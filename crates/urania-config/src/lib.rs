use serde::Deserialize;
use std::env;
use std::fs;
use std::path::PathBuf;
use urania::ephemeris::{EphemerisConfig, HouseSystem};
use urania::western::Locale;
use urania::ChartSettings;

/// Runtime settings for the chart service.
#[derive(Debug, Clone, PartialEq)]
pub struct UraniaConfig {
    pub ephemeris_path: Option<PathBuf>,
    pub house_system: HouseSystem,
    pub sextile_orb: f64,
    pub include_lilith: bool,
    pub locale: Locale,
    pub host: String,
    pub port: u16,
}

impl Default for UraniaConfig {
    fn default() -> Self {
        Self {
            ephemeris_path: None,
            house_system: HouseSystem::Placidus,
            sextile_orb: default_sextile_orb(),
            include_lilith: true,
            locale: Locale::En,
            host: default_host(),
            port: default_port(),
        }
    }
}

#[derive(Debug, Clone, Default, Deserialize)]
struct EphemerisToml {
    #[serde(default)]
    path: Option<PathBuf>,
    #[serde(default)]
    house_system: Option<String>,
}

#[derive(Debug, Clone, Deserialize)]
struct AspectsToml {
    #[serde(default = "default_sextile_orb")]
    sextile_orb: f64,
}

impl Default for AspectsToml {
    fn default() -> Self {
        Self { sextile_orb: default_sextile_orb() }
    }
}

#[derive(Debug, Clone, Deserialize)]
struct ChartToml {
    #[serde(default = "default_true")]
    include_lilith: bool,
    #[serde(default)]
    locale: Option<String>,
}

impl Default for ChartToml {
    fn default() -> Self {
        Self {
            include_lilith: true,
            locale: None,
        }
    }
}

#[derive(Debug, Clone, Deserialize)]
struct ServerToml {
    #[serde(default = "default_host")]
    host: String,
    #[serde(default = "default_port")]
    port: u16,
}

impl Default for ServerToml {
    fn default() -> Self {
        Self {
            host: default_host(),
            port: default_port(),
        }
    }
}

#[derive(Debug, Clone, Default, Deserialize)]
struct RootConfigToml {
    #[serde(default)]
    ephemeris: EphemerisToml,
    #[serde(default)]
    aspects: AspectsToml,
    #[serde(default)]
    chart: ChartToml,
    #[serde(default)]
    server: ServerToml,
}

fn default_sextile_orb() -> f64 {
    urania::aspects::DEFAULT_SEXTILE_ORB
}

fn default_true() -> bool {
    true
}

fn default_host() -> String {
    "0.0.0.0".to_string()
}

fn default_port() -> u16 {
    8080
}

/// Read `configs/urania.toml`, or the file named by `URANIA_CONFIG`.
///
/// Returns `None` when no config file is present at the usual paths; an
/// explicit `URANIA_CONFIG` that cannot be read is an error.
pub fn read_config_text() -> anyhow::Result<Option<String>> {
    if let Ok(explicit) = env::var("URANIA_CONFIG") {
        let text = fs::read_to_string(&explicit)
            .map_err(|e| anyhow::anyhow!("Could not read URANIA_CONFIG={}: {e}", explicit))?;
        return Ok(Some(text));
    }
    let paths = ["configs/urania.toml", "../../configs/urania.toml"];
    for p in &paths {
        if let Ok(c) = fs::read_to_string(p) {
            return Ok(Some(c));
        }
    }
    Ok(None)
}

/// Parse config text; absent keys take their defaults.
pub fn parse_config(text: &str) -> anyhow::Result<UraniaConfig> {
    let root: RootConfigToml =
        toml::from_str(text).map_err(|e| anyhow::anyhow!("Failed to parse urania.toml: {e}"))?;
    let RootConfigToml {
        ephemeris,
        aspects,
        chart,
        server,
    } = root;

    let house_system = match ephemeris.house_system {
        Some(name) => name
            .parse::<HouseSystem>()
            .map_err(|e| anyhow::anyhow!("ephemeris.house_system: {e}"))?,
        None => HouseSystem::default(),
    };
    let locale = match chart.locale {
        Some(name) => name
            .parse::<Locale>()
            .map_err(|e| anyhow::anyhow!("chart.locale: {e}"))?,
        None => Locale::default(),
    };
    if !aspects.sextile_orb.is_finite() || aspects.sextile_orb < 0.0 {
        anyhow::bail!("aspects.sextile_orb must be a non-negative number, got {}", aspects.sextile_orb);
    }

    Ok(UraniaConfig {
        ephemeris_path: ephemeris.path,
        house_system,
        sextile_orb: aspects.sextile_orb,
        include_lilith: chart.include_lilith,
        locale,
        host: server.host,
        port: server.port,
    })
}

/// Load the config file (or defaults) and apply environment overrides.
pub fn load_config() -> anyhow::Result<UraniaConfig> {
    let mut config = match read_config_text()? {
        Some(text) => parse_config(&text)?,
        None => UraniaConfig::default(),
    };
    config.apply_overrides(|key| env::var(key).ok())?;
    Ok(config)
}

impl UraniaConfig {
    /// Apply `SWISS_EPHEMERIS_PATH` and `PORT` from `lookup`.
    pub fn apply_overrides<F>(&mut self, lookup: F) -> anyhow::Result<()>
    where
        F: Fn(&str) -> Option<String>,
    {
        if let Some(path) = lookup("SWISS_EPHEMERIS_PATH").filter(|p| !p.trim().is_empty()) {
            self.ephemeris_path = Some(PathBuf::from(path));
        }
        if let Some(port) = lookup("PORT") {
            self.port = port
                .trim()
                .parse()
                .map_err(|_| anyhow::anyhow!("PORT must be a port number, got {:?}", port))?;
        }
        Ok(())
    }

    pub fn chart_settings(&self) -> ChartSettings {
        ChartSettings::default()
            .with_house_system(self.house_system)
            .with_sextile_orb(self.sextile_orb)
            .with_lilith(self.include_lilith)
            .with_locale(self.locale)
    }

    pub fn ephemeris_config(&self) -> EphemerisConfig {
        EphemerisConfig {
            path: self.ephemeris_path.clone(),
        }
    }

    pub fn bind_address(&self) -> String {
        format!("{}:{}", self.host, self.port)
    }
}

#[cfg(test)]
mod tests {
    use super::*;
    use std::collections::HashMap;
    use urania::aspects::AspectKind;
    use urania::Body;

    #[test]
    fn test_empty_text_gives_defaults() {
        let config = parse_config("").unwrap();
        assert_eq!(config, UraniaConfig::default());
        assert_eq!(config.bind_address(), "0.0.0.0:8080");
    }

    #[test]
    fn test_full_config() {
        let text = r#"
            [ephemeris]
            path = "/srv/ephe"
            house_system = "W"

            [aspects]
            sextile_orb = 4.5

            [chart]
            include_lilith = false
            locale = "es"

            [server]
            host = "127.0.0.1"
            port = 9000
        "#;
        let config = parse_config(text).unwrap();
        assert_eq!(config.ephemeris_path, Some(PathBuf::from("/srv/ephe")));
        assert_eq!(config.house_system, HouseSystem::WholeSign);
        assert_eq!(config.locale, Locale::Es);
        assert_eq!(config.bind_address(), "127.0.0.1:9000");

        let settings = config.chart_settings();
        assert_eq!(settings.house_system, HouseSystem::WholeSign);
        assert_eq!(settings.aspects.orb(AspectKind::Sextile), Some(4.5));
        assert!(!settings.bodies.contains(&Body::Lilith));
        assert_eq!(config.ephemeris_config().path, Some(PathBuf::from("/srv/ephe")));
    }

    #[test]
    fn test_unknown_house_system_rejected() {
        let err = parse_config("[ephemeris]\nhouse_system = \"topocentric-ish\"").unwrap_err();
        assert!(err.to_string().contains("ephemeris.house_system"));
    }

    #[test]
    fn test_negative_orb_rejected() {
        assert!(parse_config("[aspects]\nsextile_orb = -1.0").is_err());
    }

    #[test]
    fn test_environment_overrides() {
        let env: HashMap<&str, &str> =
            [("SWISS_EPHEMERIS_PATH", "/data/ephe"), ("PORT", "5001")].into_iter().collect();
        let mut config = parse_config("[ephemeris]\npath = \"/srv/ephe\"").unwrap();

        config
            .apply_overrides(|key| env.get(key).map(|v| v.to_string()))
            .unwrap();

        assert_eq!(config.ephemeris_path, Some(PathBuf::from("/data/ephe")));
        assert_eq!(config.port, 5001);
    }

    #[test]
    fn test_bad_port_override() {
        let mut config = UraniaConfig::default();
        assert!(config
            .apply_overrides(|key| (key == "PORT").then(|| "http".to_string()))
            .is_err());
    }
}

Exercise directions ->
Count the lines of the material above that contain "struct"; your reply is that number and no more.

Exercise answer ->
6